Segment Open

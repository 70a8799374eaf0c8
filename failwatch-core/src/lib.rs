//! Failwatch Core
//!
//! Core types and pure transformations for the failwatch reporting bridge.
//!
//! This crate contains:
//! - Domain types: executions, jobs, queries, reports and outbound messages
//! - DTOs: wire representations of the Rundeck and Mandrill APIs
//! - Digest: the plain-text report formatter and subject builder

pub mod digest;
pub mod domain;
pub mod dto;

Segment Closed

* _Exercise requirements_
Exactly as it appears above, write out the complete listing.

* _Response below_
repository 70a8799374eaf0c8
filename failwatch-core/src/lib.rs
//! Failwatch Core
//!
//! Core types and pure transformations for the failwatch reporting bridge.
//!
//! This crate contains:
//! - Domain types: executions, jobs, queries, reports and outbound messages
//! - DTOs: wire representations of the Rundeck and Mandrill APIs
//! - Digest: the plain-text report formatter and subject builder

pub mod digest;
pub mod domain;
pub mod dto;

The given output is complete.